Founded in 1963, New World was the first American-style full-service supermarket brand of Foodstuffs, and the second in New Zealand (after Foodtown). As of December 2021, there are more than 140 New World supermarkets across the North and South Islands. New World was a member of the Fly Buys programme since it started in September 1996 until it ended in October 2024.

In early 2003 New World helped introduce Superbank, a completely electronic banking network aimed at saving customers money. While New World Supermarkets had much advertising for the service in their stores, Superbank had no physical services inside the store. In August 2006 it was announced that after heavy losses Superbank would be shut down and have its portfolio sold to GE Capital.

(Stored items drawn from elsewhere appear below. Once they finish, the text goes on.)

fn quad_vertices(quads: &[Quad]) -> Vec<QuadVertex> {
    quads
        .iter()
        .flat_map(|quad| {
            let color = quad.color.to_array();
            let corner = |x: f32, y: f32| QuadVertex {
                position: [x, y],
                color,
            };
            [
                corner(quad.min.x, quad.min.y),
                corner(quad.max.x, quad.min.y),
                corner(quad.max.x, quad.max.y),
                corner(quad.min.x, quad.min.y),
                corner(quad.max.x, quad.max.y),
                corner(quad.min.x, quad.max.y),
            ]
        })
        .collect()
}

fn mat3_to_3x4(matrix: Mat3) -> [[f32; 4]; 3] {
    let cols = matrix.to_cols_array();
    [
        [cols[0], cols[1], cols[2], 0.0],
        [cols[3], cols[4], cols[5], 0.0],
        [cols[6], cols[7], cols[8], 0.0],
    ]
}

struct GpuTexture {
    _texture: wgpu::Texture,
    view: wgpu::TextureView,
}

impl GpuTexture {
    fn upload(device: &wgpu::Device, queue: &wgpu::Queue, data: &TextureData, label: &str) -> Self {
        let size = wgpu::Extent3d {
            width: data.width,
            height: data.height,
            depth_or_array_layers: 1,
        };
        let texture = device.create_texture(&wgpu::TextureDescriptor {
            label: Some(label),
            size,
            mip_level_count: 1,
            sample_count: 1,
            dimension: wgpu::TextureDimension::D2,
            format: wgpu::TextureFormat::Rgba8UnormSrgb,
            usage: wgpu::TextureUsages::TEXTURE_BINDING | wgpu::TextureUsages::COPY_DST,
            view_formats: &[],
        });
        queue.write_texture(
            wgpu::ImageCopyTexture {
                texture: &texture,
                mip_level: 0,
                origin: wgpu::Origin3d::ZERO,
                aspect: wgpu::TextureAspect::All,
            },
            &data.pixels,
            wgpu::ImageDataLayout {
                offset: 0,
                bytes_per_row: Some(4 * data.width),
                rows_per_image: Some(data.height),
            },
            size,
        );
        let view = texture.create_view(&wgpu::TextureViewDescriptor::default());
        Self {
            _texture: texture,
            view,
        }
    }
}

/// Uniform buffer and albedo texture of one drawn sphere.
struct ObjectSlot {
    uniform: wgpu::Buffer,
    texture: GpuTexture,
    bind_group: wgpu::BindGroup,
}

impl ObjectSlot {
    fn new(
        device: &wgpu::Device,
        queue: &wgpu::Queue,
        layout: &wgpu::BindGroupLayout,
        data: &TextureData,
        label: &str,
    ) -> Self {
        let uniform = device.create_buffer_init(&wgpu::util::BufferInitDescriptor {
            label: Some(&format!("{label}-uniform")),
            contents: bytes_of(&ObjectUniform::zeroed()),
            usage: wgpu::BufferUsages::UNIFORM | wgpu::BufferUsages::COPY_DST,
        });
        let texture = GpuTexture::upload(device, queue, data, label);
        let bind_group = create_object_bind_group(device, layout, &uniform, &texture, label);
        Self {
            uniform,
            texture,
            bind_group,
        }
    }

    fn replace_texture(
        &mut self,
        device: &wgpu::Device,
        queue: &wgpu::Queue,
        layout: &wgpu::BindGroupLayout,
        data: &TextureData,
        label: &str,
    ) {
        self.texture = GpuTexture::upload(device, queue, data, label);
        self.bind_group = create_object_bind_group(device, layout, &self.uniform, &self.texture, label);
    }
}

fn create_object_bind_group(
    device: &wgpu::Device,
    layout: &wgpu::BindGroupLayout,
    uniform: &wgpu::Buffer,
    texture: &GpuTexture,
    label: &str,
) -> wgpu::BindGroup {
    device.create_bind_group(&wgpu::BindGroupDescriptor {
        label: Some(&format!("{label}-bind-group")),
        layout,
        entries: &[
            wgpu::BindGroupEntry {
                binding: 0,
                resource: uniform.as_entire_binding(),
            },
            wgpu::BindGroupEntry {
                binding: 1,
                resource: wgpu::BindingResource::TextureView(&texture.view),
            },
        ],
    })
}

struct MeshBuffers {
    vertex: wgpu::Buffer,
    index: wgpu::Buffer,
    index_count: u32,
}

impl MeshBuffers {
    fn from_mesh(device: &wgpu::Device, mesh: &SphereMesh, label: &str) -> Self {
        let vertex = device.create_buffer_init(&wgpu::util::BufferInitDescriptor {
            label: Some(&format!("{label}-vertices")),
            contents: bytemuck::cast_slice(&mesh.vertices),
            usage: wgpu::BufferUsages::VERTEX,
        });
        let index = device.create_buffer_init(&wgpu::util::BufferInitDescriptor {
            label: Some(&format!("{label}-indices")),
            contents: bytemuck::cast_slice(&mesh.indices),
            usage: wgpu::BufferUsages::INDEX,
        });
        Self {
            vertex,
            index,
            index_count: mesh.indices.len() as u32,
        }
    }
}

Historically, New World used a coupon saver system. This was replaced in 2014 in South Island stores by the Clubcard system; this was phased into North Island stores in 2016. In May 2026 Foodstuffs announced Club+, a replacement of Clubcard. The new Club+ is able to be used across all Foodstuffs brands (New World, Pak'n'Save and Four Square). Shoppers earn Club+ dollars at varying amounts across store which are able to be redeemed at any Foodstuffs store.

In mid June 2025, New World's Victoria Park supermarket in Auckland suffered extensive damage during a major fire. In response, New World announced that it would fast-track the opening of a new supermarket in Point Chevalier in mid August 2025. Due to fire damage, the Victoria Park site will be closed for two years. In early July 2025, New World's parent company Foodstuffs North Island and the Workers First Union confirmed that 180 Victoria Park staff would be laid off. Foodstuffs also said
it was working with the owner-operator of its Victoria Park branch to help these employees find new jobs at its other stores and facilities in Auckland.

==Brands==

===New World===

New World is the brand name of the chain's full-service supermarkets, selling groceries and liquor. The first store opened in 1963. There are 142 stores under this brand, including 26 in Auckland.

===New World Metro===

New World Metro is a brand of smaller supermarkets in central city locations, also selling groceries and liquor. The first store, in Wellington CBD, opened in 2002.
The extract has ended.